Exercise description:
Across the following data, state how many lines include the word "ResolvedEntity". Provide the number alone.

[Supplied data — start]

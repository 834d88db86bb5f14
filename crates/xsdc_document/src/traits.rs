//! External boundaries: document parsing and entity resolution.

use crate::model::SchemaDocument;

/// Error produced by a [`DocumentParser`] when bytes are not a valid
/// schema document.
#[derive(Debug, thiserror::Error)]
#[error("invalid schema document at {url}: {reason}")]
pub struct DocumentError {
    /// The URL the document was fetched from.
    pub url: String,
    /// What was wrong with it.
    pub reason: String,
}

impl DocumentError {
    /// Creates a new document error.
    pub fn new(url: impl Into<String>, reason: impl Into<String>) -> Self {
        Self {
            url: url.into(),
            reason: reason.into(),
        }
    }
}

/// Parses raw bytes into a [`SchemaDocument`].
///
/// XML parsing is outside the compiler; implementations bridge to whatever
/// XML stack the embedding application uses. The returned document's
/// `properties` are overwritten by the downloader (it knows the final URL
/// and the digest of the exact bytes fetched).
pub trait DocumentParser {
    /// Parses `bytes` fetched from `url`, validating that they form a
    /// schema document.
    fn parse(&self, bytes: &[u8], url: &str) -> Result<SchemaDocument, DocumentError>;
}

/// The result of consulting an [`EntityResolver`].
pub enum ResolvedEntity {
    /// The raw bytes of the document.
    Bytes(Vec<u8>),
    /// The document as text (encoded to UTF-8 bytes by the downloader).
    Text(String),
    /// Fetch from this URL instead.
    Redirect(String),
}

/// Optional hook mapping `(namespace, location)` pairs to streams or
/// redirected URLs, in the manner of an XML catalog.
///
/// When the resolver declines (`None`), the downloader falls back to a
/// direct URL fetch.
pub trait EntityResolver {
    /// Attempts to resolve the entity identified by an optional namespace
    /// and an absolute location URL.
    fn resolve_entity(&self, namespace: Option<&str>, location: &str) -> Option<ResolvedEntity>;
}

[Supplied data — finish]
[Supplied data — start]

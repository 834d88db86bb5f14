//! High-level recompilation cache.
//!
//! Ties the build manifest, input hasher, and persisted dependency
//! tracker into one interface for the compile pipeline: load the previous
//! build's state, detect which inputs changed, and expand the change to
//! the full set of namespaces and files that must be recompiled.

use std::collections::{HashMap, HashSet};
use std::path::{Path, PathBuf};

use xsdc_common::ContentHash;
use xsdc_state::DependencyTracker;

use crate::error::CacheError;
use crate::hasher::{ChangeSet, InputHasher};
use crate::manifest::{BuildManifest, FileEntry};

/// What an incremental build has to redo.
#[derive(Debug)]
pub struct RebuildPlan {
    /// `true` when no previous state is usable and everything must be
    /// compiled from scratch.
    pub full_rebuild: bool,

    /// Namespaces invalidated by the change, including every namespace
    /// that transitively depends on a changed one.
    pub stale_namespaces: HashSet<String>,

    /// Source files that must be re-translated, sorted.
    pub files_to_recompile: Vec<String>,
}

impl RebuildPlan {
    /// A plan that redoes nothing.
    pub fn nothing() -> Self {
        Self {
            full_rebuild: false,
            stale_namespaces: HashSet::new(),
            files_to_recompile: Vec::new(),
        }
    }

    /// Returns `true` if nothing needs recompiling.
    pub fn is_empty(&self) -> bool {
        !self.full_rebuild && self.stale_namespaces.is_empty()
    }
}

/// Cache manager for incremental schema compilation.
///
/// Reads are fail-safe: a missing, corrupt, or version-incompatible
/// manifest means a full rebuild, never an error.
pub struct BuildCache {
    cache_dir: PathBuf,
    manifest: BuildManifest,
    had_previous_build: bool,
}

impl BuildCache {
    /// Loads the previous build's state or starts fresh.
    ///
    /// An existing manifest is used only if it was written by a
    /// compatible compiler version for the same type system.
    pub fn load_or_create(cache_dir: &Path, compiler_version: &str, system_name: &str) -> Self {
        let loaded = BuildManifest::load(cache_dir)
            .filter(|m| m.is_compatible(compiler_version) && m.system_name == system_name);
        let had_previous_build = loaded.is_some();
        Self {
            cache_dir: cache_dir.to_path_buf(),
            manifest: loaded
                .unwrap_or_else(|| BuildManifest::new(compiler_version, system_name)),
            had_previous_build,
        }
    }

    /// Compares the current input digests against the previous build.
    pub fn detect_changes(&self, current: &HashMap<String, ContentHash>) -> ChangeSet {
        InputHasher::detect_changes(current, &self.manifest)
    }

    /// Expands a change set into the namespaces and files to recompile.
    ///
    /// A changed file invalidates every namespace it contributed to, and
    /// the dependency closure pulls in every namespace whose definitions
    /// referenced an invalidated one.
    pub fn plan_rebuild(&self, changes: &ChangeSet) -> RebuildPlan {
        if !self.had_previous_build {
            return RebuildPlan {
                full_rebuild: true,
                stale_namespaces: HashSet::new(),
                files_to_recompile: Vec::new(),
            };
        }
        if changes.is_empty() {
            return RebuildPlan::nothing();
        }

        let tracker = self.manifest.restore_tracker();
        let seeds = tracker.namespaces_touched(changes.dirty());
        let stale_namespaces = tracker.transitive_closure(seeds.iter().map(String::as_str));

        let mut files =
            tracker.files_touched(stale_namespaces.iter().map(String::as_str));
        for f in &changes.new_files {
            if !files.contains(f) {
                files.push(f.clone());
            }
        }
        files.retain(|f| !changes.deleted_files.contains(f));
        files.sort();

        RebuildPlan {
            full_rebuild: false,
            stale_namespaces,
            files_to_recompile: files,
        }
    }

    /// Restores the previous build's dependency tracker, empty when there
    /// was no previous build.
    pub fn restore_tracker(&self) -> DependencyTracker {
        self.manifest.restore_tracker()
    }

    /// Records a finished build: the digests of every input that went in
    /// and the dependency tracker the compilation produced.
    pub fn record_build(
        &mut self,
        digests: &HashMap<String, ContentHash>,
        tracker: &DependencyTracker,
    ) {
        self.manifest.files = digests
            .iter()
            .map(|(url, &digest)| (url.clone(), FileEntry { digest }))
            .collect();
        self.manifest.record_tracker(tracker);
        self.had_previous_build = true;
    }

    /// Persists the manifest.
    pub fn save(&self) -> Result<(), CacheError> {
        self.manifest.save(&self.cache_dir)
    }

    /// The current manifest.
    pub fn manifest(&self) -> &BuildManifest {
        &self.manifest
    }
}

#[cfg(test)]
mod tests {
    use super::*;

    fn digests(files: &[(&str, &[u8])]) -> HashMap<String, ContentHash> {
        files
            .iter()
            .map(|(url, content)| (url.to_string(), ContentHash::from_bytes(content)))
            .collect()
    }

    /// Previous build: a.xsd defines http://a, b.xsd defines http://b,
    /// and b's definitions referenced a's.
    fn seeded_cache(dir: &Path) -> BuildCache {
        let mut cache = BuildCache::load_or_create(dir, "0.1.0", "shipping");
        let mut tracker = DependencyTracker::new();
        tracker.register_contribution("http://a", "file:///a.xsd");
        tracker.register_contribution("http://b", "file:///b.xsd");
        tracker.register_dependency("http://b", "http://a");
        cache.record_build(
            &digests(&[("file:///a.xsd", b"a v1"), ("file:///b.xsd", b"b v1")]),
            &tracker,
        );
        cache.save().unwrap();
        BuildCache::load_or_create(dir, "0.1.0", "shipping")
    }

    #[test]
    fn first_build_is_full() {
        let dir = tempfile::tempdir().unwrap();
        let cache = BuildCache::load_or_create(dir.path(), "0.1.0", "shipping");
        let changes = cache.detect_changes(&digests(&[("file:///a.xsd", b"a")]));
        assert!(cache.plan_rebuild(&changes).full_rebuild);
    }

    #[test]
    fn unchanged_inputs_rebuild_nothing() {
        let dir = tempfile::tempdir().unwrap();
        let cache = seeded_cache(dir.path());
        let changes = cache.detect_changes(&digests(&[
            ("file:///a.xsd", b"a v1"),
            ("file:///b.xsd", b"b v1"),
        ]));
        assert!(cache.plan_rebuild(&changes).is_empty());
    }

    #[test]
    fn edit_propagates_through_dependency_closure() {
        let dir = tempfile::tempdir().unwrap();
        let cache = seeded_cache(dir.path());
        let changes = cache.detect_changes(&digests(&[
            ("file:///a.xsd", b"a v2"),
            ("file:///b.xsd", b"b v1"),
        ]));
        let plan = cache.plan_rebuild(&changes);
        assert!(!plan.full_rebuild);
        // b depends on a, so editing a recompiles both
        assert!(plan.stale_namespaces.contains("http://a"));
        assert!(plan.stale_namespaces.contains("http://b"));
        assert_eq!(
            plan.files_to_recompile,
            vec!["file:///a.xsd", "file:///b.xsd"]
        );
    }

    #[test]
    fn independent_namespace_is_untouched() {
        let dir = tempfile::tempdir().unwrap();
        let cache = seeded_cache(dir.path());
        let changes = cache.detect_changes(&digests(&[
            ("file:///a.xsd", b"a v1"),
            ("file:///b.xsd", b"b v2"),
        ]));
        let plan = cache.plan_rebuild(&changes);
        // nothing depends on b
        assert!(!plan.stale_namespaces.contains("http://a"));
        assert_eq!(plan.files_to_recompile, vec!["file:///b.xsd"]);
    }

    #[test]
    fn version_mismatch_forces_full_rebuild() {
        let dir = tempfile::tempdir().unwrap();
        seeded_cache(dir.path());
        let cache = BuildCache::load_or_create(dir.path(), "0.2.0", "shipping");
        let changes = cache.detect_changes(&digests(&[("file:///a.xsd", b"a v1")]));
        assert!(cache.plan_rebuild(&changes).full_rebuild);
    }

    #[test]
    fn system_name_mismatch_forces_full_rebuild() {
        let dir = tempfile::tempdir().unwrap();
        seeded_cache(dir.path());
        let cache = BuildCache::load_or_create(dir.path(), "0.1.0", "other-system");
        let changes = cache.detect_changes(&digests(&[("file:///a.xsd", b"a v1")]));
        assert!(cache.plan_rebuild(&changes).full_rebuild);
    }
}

[Supplied data — finish]

Answer section:
2